"It is not necessary to change. Survival is not mandatory."
- Dr. W. Edwards Deming (allegedly)
A Developer recently showed me a new AI-powered productivity dashboard. Green bars everywhere. Commits up. Pull requests up. Velocity through the roof.
“And what percentage of that AI-generated code is anyone actually using and benefiting from?”
I didn't mean to ruin the party. The team had done great. But I genuinely wanted to know.
And the silence that followed was the most honest thing that happened in the meeting.
For years, enterprises paid fortunes to consultants promising them one thing: more code, faster. They bought into the fantasy that code generation was the thing holding their organizations back. If only developers typed faster. If only they were more predictable. If only the feature factory could run a wider, faster conveyor belt.
Then AI arrived, and quietly, without much ceremony, made a mockery of it all.
Writing code is now a commodity. No longer the bottleneck. Mass-produced. A single developer with a decent prompt can generate more lines in an afternoon than a team of senior programmers in a fortnight. And what has this revealed?

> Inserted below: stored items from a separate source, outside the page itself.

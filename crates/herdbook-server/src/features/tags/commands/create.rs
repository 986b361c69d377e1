//! Create tag command

use serde::Deserialize;

use crate::features::shared::fields::Field;
use crate::features::shared::validation::{clean_required, FieldErrors};
use crate::models::{Tag, UserId};
use crate::store::{HerdStore, StoreError};

pub const TAG_NAME_MAX_LENGTH: usize = 255;

/// Request body for `POST /cattle/tags`
///
/// Any owner field in the body is ignored; the tag always belongs to the caller.
#[derive(Debug, Clone, Default, Deserialize)]
pub struct CreateTagCommand {
    #[serde(default)]
    pub name: Field<String>,
}

#[derive(Debug, thiserror::Error)]
pub enum CreateTagError {
    #[error("Invalid tag: {0}")]
    Validation(FieldErrors),

    #[error("Store error: {0}")]
    Store(#[from] StoreError),
}

impl CreateTagCommand {
    /// Returns the cleaned tag name
    pub fn validate(self) -> Result<String, CreateTagError> {
        let mut errors = FieldErrors::new();
        let name = clean_required(&mut errors, "name", self.name, TAG_NAME_MAX_LENGTH);
        errors.into_result().map_err(CreateTagError::Validation)?;
        Ok(name)
    }
}

#[tracing::instrument(skip(store, command))]
pub async fn handle(
    store: &dyn HerdStore,
    owner: UserId,
    command: CreateTagCommand,
) -> Result<Tag, CreateTagError> {
    let name = command.validate()?;

    let tag = store.create_tag(owner, &name).await?;
    tracing::info!(tag_id = tag.id, "Tag created");

    Ok(tag)
}
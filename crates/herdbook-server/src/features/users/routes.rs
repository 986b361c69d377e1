//! User API routes
//!
//! - `POST /api/v1/users` - Register (public)
//! - `POST /api/v1/users/token` - Exchange email and password for a token (public)
//! - `GET /api/v1/users/me` - The caller's profile
//! - `PATCH /api/v1/users/me` - Change name, phone or password

use axum::{
    extract::State,
    http::StatusCode,
    response::{IntoResponse, Response},
    routing::{get, post},
    Router,
};

use super::commands::{
    IssueTokenCommand, IssueTokenError, RegisterUserCommand, RegisterUserError, UpdateMeCommand,
    UpdateMeError,
};
use crate::api::extract::JsonBody;
use crate::api::response::ApiResponse;
use crate::auth::AuthUser;
use crate::error::AppError;
use crate::features::FeatureState;
use crate::store::SharedStore;

pub fn users_routes() -> Router<FeatureState> {
    Router::new()
        .route("/", post(register))
        .route("/token", post(issue_token))
        .route("/me", get(get_me).patch(update_me))
}

/// `POST /api/v1/users`
///
/// ```json
/// { "email": "farmer@example.com", "password": "secret", "name": "Farmer" }
/// ```
///
/// - `201 Created` - `{id, email, name, phone, is_staff}`
/// - `400 Bad Request` - invalid fields or email already registered
#[tracing::instrument(skip(store, command))]
async fn register(
    State(store): State<SharedStore>,
    JsonBody(command): JsonBody<RegisterUserCommand>,
) -> Result<Response, UserApiError> {
    let user = super::commands::register::handle(store.as_ref(), command).await?;
    Ok(ApiResponse::success(user).with_status(StatusCode::CREATED))
}

/// `POST /api/v1/users/token`
///
/// - `200 OK` - `{token}`
/// - `400 Bad Request` - wrong credentials or inactive account
#[tracing::instrument(skip(store, command))]
async fn issue_token(
    State(store): State<SharedStore>,
    JsonBody(command): JsonBody<IssueTokenCommand>,
) -> Result<Response, UserApiError> {
    let token = super::commands::issue_token::handle(store.as_ref(), command).await?;
    Ok(ApiResponse::success(token).into_response())
}

/// `GET /api/v1/users/me`
#[tracing::instrument(skip(user), fields(user_id = user.id()))]
async fn get_me(user: AuthUser) -> Response {
    ApiResponse::success(user.0).into_response()
}

/// `PATCH /api/v1/users/me`
#[tracing::instrument(skip(store, user, command), fields(user_id = user.id()))]
async fn update_me(
    State(store): State<SharedStore>,
    user: AuthUser,
    JsonBody(command): JsonBody<UpdateMeCommand>,
) -> Result<Response, UserApiError> {
    let user = super::commands::update_me::handle(store.as_ref(), user.id(), command).await?;
    Ok(ApiResponse::success(user).into_response())
}

// ============================================================================
// Error Handling
// ============================================================================

#[derive(Debug, thiserror::Error)]
enum UserApiError {
    #[error(transparent)]
    Register(#[from] RegisterUserError),
    #[error(transparent)]
    IssueToken(#[from] IssueTokenError),
    #[error(transparent)]
    UpdateMe(#[from] UpdateMeError),
}

impl From<UserApiError> for AppError {
    fn from(err: UserApiError) -> Self {
        use UserApiError as E;

        match err {
            E::Register(RegisterUserError::Validation(errors))
            | E::IssueToken(IssueTokenError::Validation(errors))
            | E::UpdateMe(UpdateMeError::Validation(errors)) => AppError::Validation(errors),

            E::Register(RegisterUserError::Store(e))
            | E::IssueToken(IssueTokenError::Store(e))
            | E::UpdateMe(UpdateMeError::Store(e)) => AppError::Store(e),

            E::Register(RegisterUserError::Password(e))
            | E::IssueToken(IssueTokenError::Password(e))
            | E::UpdateMe(UpdateMeError::Password(e)) => {
                tracing::error!(error = %e, "Password hashing failed");
                AppError::Internal("Failed to process credentials".to_string())
            },
        }
    }
}

impl IntoResponse for UserApiError {
    fn into_response(self) -> Response {
        AppError::from(self).into_response()
    }
}
use crate::models::{Bovid, Tag, UserId};
use crate::store::{HerdStore, StoreError};

#[derive(Debug, thiserror::Error)]
pub enum GetBovidError {
    #[error("Bovid '{0}' not found")]
    NotFound(i64),

    #[error("Store error: {0}")]
    Store(#[from] StoreError),
}

/// A bovid of `owner` together with its expanded tags
#[tracing::instrument(skip(store))]
pub async fn handle(
    store: &dyn HerdStore,
    owner: UserId,
    id: i64,
) -> Result<(Bovid, Vec<Tag>), GetBovidError> {
    let bovid = store
        .get_bovid(owner, id)
        .await?
        .ok_or(GetBovidError::NotFound(id))?;

    let tags = store.find_tags(owner, &bovid.tag_ids).await?;

    Ok((bovid, tags))
}
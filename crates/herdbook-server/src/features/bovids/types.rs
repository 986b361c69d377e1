//! Bovid request and response shapes
//!
//! List and write responses carry bare tag ids; the detail response expands
//! them to `{id, name}`. Prices are rendered as two-decimal strings and
//! images as public URLs.

use chrono::{DateTime, NaiveDate, Utc};
use serde::{Deserialize, Serialize};
use std::collections::BTreeSet;

use crate::features::shared::fields::Field;
use crate::features::shared::validation::{
    clean_date, clean_decimal, clean_optional, clean_required, invalid_pk_message, FieldErrors,
    NULL,
};
use crate::models::{Bovid, BovidFields, Tag, UserId};
use crate::storage::MediaStorage;
use crate::store::{HerdStore, StoreError};

pub const NAME_MAX_LENGTH: usize = 255;
pub const TYPE_OF_BOVID_MAX_LENGTH: usize = 100;
pub const BREED_MAX_LENGTH: usize = 100;
pub const BREEDER_MAX_LENGTH: usize = 250;
pub const PARENT_NAME_MAX_LENGTH: usize = 150;
pub const PRICE_MAX_DIGITS: u64 = 6;
pub const PRICE_DECIMAL_PLACES: u64 = 2;

/// Writable bovid fields as sent by clients
///
/// Unknown keys such as `id`, `user`, `image` or `created` are ignored.
#[derive(Debug, Clone, Default, Deserialize)]
pub struct BovidPayload {
    #[serde(default)]
    pub name: Field<String>,
    #[serde(default)]
    pub type_of_bovid: Field<String>,
    #[serde(default)]
    pub breed: Field<String>,
    #[serde(default)]
    pub breeder: Field<String>,
    #[serde(default)]
    pub mothers_name: Field<String>,
    #[serde(default)]
    pub fathers_name: Field<String>,
    #[serde(default)]
    pub price: Field<serde_json::Value>,
    #[serde(default)]
    pub date_of_birth: Field<String>,
    #[serde(default)]
    pub date_of_death: Field<String>,
    #[serde(default)]
    pub date_of_purchase: Field<String>,
    #[serde(default)]
    pub date_sold: Field<String>,
    #[serde(default)]
    pub tags: Field<Vec<i64>>,
}

fn nullable_date(
    errors: &mut FieldErrors,
    field: &str,
    value: Field<String>,
    current: Option<NaiveDate>,
) -> Option<NaiveDate> {
    match value {
        Field::Missing => current,
        Field::Null => None,
        Field::Value(raw) => clean_date(errors, field, Some(&raw)),
    }
}

impl BovidPayload {
    /// Validate into a full column set
    ///
    /// With `existing` (a partial update) omitted keys keep the stored value;
    /// without it omitted keys are required or reset to their defaults.
    pub fn clean(self, existing: Option<&Bovid>) -> (BovidFields, FieldErrors) {
        let mut errors = FieldErrors::new();
        let base = existing.map(BovidFields::from).unwrap_or_default();
        let partial = existing.is_some();

        let mut text = |field: &str, value: Field<String>, current: String, max: usize, required: bool| {
            if partial && value.is_missing() {
                current
            } else if required {
                clean_required(&mut errors, field, value, max)
            } else {
                clean_optional(&mut errors, field, value, max)
            }
        };

        let name = text("name", self.name, base.name, NAME_MAX_LENGTH, true);
        let type_of_bovid = text(
            "type_of_bovid",
            self.type_of_bovid,
            base.type_of_bovid,
            TYPE_OF_BOVID_MAX_LENGTH,
            true,
        );
        let breed = text("breed", self.breed, base.breed, BREED_MAX_LENGTH, false);
        let breeder = text("breeder", self.breeder, base.breeder, BREEDER_MAX_LENGTH, false);
        let mothers_name =
            text("mothers_name", self.mothers_name, base.mothers_name, PARENT_NAME_MAX_LENGTH, false);
        let fathers_name =
            text("fathers_name", self.fathers_name, base.fathers_name, PARENT_NAME_MAX_LENGTH, false);

        let price = match self.price {
            Field::Missing => base.price,
            Field::Null => None,
            Field::Value(value) => clean_decimal(
                &mut errors,
                "price",
                &value,
                PRICE_MAX_DIGITS,
                PRICE_DECIMAL_PLACES,
            ),
        };

        let date_of_birth =
            nullable_date(&mut errors, "date_of_birth", self.date_of_birth, base.date_of_birth);
        let date_of_death =
            nullable_date(&mut errors, "date_of_death", self.date_of_death, base.date_of_death);
        let date_of_purchase = nullable_date(
            &mut errors,
            "date_of_purchase",
            self.date_of_purchase,
            base.date_of_purchase,
        );
        let date_sold = nullable_date(&mut errors, "date_sold", self.date_sold, base.date_sold);

        let tag_ids = match self.tags {
            Field::Missing => base.tag_ids,
            Field::Null => {
                errors.add("tags", NULL);
                Vec::new()
            },
            Field::Value(ids) => ids.into_iter().collect::<BTreeSet<_>>().into_iter().collect(),
        };

        let fields = BovidFields {
            mothers_name,
            fathers_name,
            type_of_bovid,
            breed,
            name,
            breeder,
            price,
            date_of_birth,
            date_of_death,
            date_of_purchase,
            date_sold,
            tag_ids,
        };

        (fields, errors)
    }
}

/// Record an error on `tags` for the first id the owner has no tag for
pub async fn check_tag_ownership(
    store: &dyn HerdStore,
    owner: UserId,
    tag_ids: &[i64],
    errors: &mut FieldErrors,
) -> Result<(), StoreError> {
    if tag_ids.is_empty() {
        return Ok(());
    }

    let owned: BTreeSet<i64> = store
        .find_tags(owner, tag_ids)
        .await?
        .into_iter()
        .map(|t| t.id)
        .collect();

    if let Some(missing) = tag_ids.iter().find(|id| !owned.contains(id)) {
        errors.add("tags", invalid_pk_message(missing));
    }
    Ok(())
}

/// Bovid representation, generic over how tags are rendered
#[derive(Debug, Clone, PartialEq, Serialize)]
pub struct BovidRepresentation<T> {
    pub id: i64,
    pub name: String,
    pub type_of_bovid: String,
    pub breed: String,
    pub breeder: String,
    pub mothers_name: String,
    pub fathers_name: String,
    pub price: Option<String>,
    pub date_of_birth: Option<NaiveDate>,
    pub date_of_death: Option<NaiveDate>,
    pub date_of_purchase: Option<NaiveDate>,
    pub date_sold: Option<NaiveDate>,
    pub tags: Vec<T>,
    pub image: Option<String>,
    pub created: DateTime<Utc>,
    pub updated: DateTime<Utc>,
}

/// List and write representation: `tags` are ids
pub type BovidResponse = BovidRepresentation<i64>;

/// Detail representation: `tags` are `{id, name}`
pub type BovidDetailResponse = BovidRepresentation<Tag>;

impl<T> BovidRepresentation<T> {
    pub fn new(bovid: Bovid, tags: Vec<T>, media: &MediaStorage) -> Self {
        Self {
            id: bovid.id,
            name: bovid.name,
            type_of_bovid: bovid.type_of_bovid,
            breed: bovid.breed,
            breeder: bovid.breeder,
            mothers_name: bovid.mothers_name,
            fathers_name: bovid.fathers_name,
            price: bovid
                .price
                .map(|p| p.with_scale(PRICE_DECIMAL_PLACES as i64).to_string()),
            date_of_birth: bovid.date_of_birth,
            date_of_death: bovid.date_of_death,
            date_of_purchase: bovid.date_of_purchase,
            date_sold: bovid.date_sold,
            tags,
            image: bovid.image.as_deref().map(|key| media.public_url(key)),
            created: bovid.created,
            updated: bovid.updated,
        }
    }
}

impl BovidResponse {
    pub fn from_bovid(bovid: Bovid, media: &MediaStorage) -> Self {
        let tags = bovid.tag_ids.clone();
        Self::new(bovid, tags, media)
    }
}

/// Response of the image upload action
#[derive(Debug, Clone, PartialEq, Eq, Serialize)]
pub struct BovidImageResponse {
    pub id: i64,
    pub image: Option<String>,
}
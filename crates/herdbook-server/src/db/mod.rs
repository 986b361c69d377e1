//! Postgres connection pool

use sqlx::postgres::{PgPool, PgPoolOptions};
use std::time::Duration;
use thiserror::Error;

use crate::config::DatabaseConfig;
use crate::store::PgStore;

/// Errors raised while connecting to the database or migrating it
#[derive(Error, Debug)]
pub enum DbError {
    /// SQL query or connection error
    #[error("Database connection failed: {0}")]
    Sqlx(#[from] sqlx::Error),

    #[error("Database migration failed: {0}")]
    Migrate(#[from] sqlx::migrate::MigrateError),

    /// Database configuration is invalid or missing
    #[error("Database configuration error: {0}. Check DATABASE_URL and connection settings.")]
    Config(String),
}

pub type DbResult<T> = Result<T, DbError>;

fn pool_options(config: &DatabaseConfig) -> DbResult<PgPoolOptions> {
    if config.min_connections > config.max_connections {
        return Err(DbError::Config(format!(
            "min_connections ({}) exceeds max_connections ({})",
            config.min_connections, config.max_connections
        )));
    }

    Ok(PgPoolOptions::new()
        .max_connections(config.max_connections)
        .min_connections(config.min_connections)
        .acquire_timeout(Duration::from_secs(config.connect_timeout_secs))
        .idle_timeout(Duration::from_secs(config.idle_timeout_secs)))
}

pub async fn create_pool(config: &DatabaseConfig) -> DbResult<PgPool> {
    let pool = pool_options(config)?.connect(&config.url).await?;

    tracing::info!(
        max_connections = config.max_connections,
        min_connections = config.min_connections,
        "Database connection pool created"
    );

    Ok(pool)
}

/// Connect and bring the schema up to date
pub async fn connect_store(config: &DatabaseConfig) -> DbResult<PgStore> {
    let store = PgStore::new(create_pool(config).await?);
    store.migrate().await?;
    tracing::info!("Database migrations completed");
    Ok(store)
}

#[cfg(test)]
mod tests {
    use super::*;

    fn config(min: u32, max: u32) -> DatabaseConfig {
        DatabaseConfig {
            url: "postgresql://localhost/herdbook".to_string(),
            max_connections: max,
            min_connections: min,
            connect_timeout_secs: 10,
            idle_timeout_secs: 600,
        }
    }

    #[test]
    fn test_pool_options_accept_valid_bounds() {
        assert!(pool_options(&config(2, 10)).is_ok());
    }

    #[test]
    fn test_pool_options_reject_inverted_bounds() {
        assert!(matches!(pool_options(&config(20, 10)), Err(DbError::Config(_))));
    }
}
//! Media storage for uploaded bovid photos
//!
//! [`MediaStorage`] stores opaque keys such as `images/<uuid>.png` in either
//! a local directory (served by the router under `/media`) or an
//! S3-compatible bucket. Callers only ever see keys and public URLs.

use anyhow::{Context, Result};
use aws_sdk_s3::{
    config::{Credentials, Region},
    primitives::ByteStream,
    Client,
};
use std::path::{Component, Path, PathBuf};
use tracing::{debug, info, instrument};

pub mod config;
pub mod image;

use config::{MediaBackend, MediaConfig, S3Config};

/// Prefix under which bovid photos are stored
pub const IMAGE_PREFIX: &str = "images";

/// Build a fresh key for an uploaded image
pub fn image_key(extension: &str) -> String {
    format!("{}/{}.{}", IMAGE_PREFIX, uuid::Uuid::new_v4(), extension)
}

#[derive(Clone)]
pub struct MediaStorage {
    backend: Backend,
    config: MediaConfig,
}

#[derive(Clone)]
enum Backend {
    Local(LocalStorage),
    S3(S3Storage),
}

impl MediaStorage {
    pub async fn new(config: MediaConfig) -> Result<Self> {
        let backend = match config.backend {
            MediaBackend::Local => Backend::Local(LocalStorage::new(&config.root).await?),
            MediaBackend::S3 => Backend::S3(S3Storage::new(&config.s3)),
        };

        Ok(Self { backend, config })
    }

    pub fn config(&self) -> &MediaConfig {
        &self.config
    }

    /// Directory to serve under `/media`, when media lives on local disk
    pub fn local_root(&self) -> Option<&Path> {
        match &self.backend {
            Backend::Local(local) => Some(&local.root),
            Backend::S3(_) => None,
        }
    }

    pub fn public_url(&self, key: &str) -> String {
        self.config.public_url(key)
    }

    pub async fn put(&self, key: &str, data: Vec<u8>, content_type: &str) -> Result<()> {
        match &self.backend {
            Backend::Local(local) => local.put(key, &data).await,
            Backend::S3(s3) => s3.put(key, data, content_type).await,
        }
    }

    pub async fn delete(&self, key: &str) -> Result<()> {
        match &self.backend {
            Backend::Local(local) => local.delete(key).await,
            Backend::S3(s3) => s3.delete(key).await,
        }
    }
}

// ============================================================================
// Local filesystem
// ============================================================================

#[derive(Clone)]
struct LocalStorage {
    root: PathBuf,
}

impl LocalStorage {
    async fn new(root: &Path) -> Result<Self> {
        tokio::fs::create_dir_all(root)
            .await
            .with_context(|| format!("Failed to create media root {}", root.display()))?;

        info!("Local media storage rooted at {}", root.display());

        Ok(Self {
            root: root.to_path_buf(),
        })
    }

    /// Resolve a key below the root, refusing anything that could escape it
    fn path_for(&self, key: &str) -> Result<PathBuf> {
        let relative = Path::new(key);
        if key.is_empty()
            || !relative
                .components()
                .all(|c| matches!(c, Component::Normal(_)))
        {
            anyhow::bail!("Invalid media key: {}", key);
        }
        Ok(self.root.join(relative))
    }

    #[instrument(skip(self, data), fields(size = data.len()))]
    async fn put(&self, key: &str, data: &[u8]) -> Result<()> {
        let path = self.path_for(key)?;
        if let Some(parent) = path.parent() {
            tokio::fs::create_dir_all(parent).await?;
        }

        tokio::fs::write(&path, data)
            .await
            .with_context(|| format!("Failed to write media file {}", path.display()))?;

        debug!("Stored {} bytes at {}", data.len(), path.display());
        Ok(())
    }

    #[instrument(skip(self))]
    async fn delete(&self, key: &str) -> Result<()> {
        let path = self.path_for(key)?;
        match tokio::fs::remove_file(&path).await {
            Ok(()) => Ok(()),
            Err(e) if e.kind() == std::io::ErrorKind::NotFound => Ok(()),
            Err(e) => Err(e).with_context(|| format!("Failed to delete {}", path.display())),
        }
    }
}

// ============================================================================
// S3-compatible bucket
// ============================================================================

#[derive(Clone)]
struct S3Storage {
    client: Client,
    bucket: String,
}

impl S3Storage {
    fn new(config: &S3Config) -> Self {
        debug!(bucket = %config.bucket, endpoint = ?config.endpoint, "Initializing S3 media storage");

        let credentials = Credentials::new(
            &config.access_key,
            &config.secret_key,
            None,
            None,
            "herdbook-media",
        );

        let mut s3_config_builder = aws_sdk_s3::Config::builder()
            .credentials_provider(credentials)
            .region(Region::new(config.region.clone()))
            .force_path_style(config.path_style);

        if let Some(endpoint) = &config.endpoint {
            s3_config_builder = s3_config_builder.endpoint_url(endpoint);
        }

        let client = Client::from_conf(s3_config_builder.build());

        info!("S3 media storage initialized for bucket: {}", config.bucket);

        Self {
            client,
            bucket: config.bucket.clone(),
        }
    }

    #[instrument(skip(self, data), fields(size = data.len()))]
    async fn put(&self, key: &str, data: Vec<u8>, content_type: &str) -> Result<()> {
        self.client
            .put_object()
            .bucket(&self.bucket)
            .key(key)
            .content_type(content_type)
            .body(ByteStream::from(data))
            .send()
            .await
            .context("Failed to upload to S3")?;

        info!("Uploaded s3://{}/{}", self.bucket, key);
        Ok(())
    }

    #[instrument(skip(self))]
    async fn delete(&self, key: &str) -> Result<()> {
        self.client
            .delete_object()
            .bucket(&self.bucket)
            .key(key)
            .send()
            .await
            .context(format!("Failed to delete from S3: {}", key))?;

        info!("Deleted s3://{}/{}", self.bucket, key);
        Ok(())
    }
}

We have an uncomfortable truth to face.

Individuals and Interactions. Remember Those?
For twenty-five years and more, companies just kept adding more software processes and more tools to compensate for dysfunctional individuals and broken interactions.
Now the tools can do the typing.
The individuals. The interactions. The thinking. The sense-making. What’s left? The judgment about what should exist in the first place.
This is precisely why so many laggard organizations are panicking. They built their entire management model around measuring output. More of it. Faster. But is it used? Is it valued?
Agile fatigue? No. Agile exposure. The mirror, yet again, showing what the org didn’t want to see.
The On-Product Index Has Just Expired
On-product index — the ratio of people actually contributing to the development of the product itself, versus those orbiting around it. This index shines a spotlight on those five managers arguing about how to make the one Bob in the code mines more productive.
I’ve used this metric to open executive eyes. It’s devastating when applied honestly.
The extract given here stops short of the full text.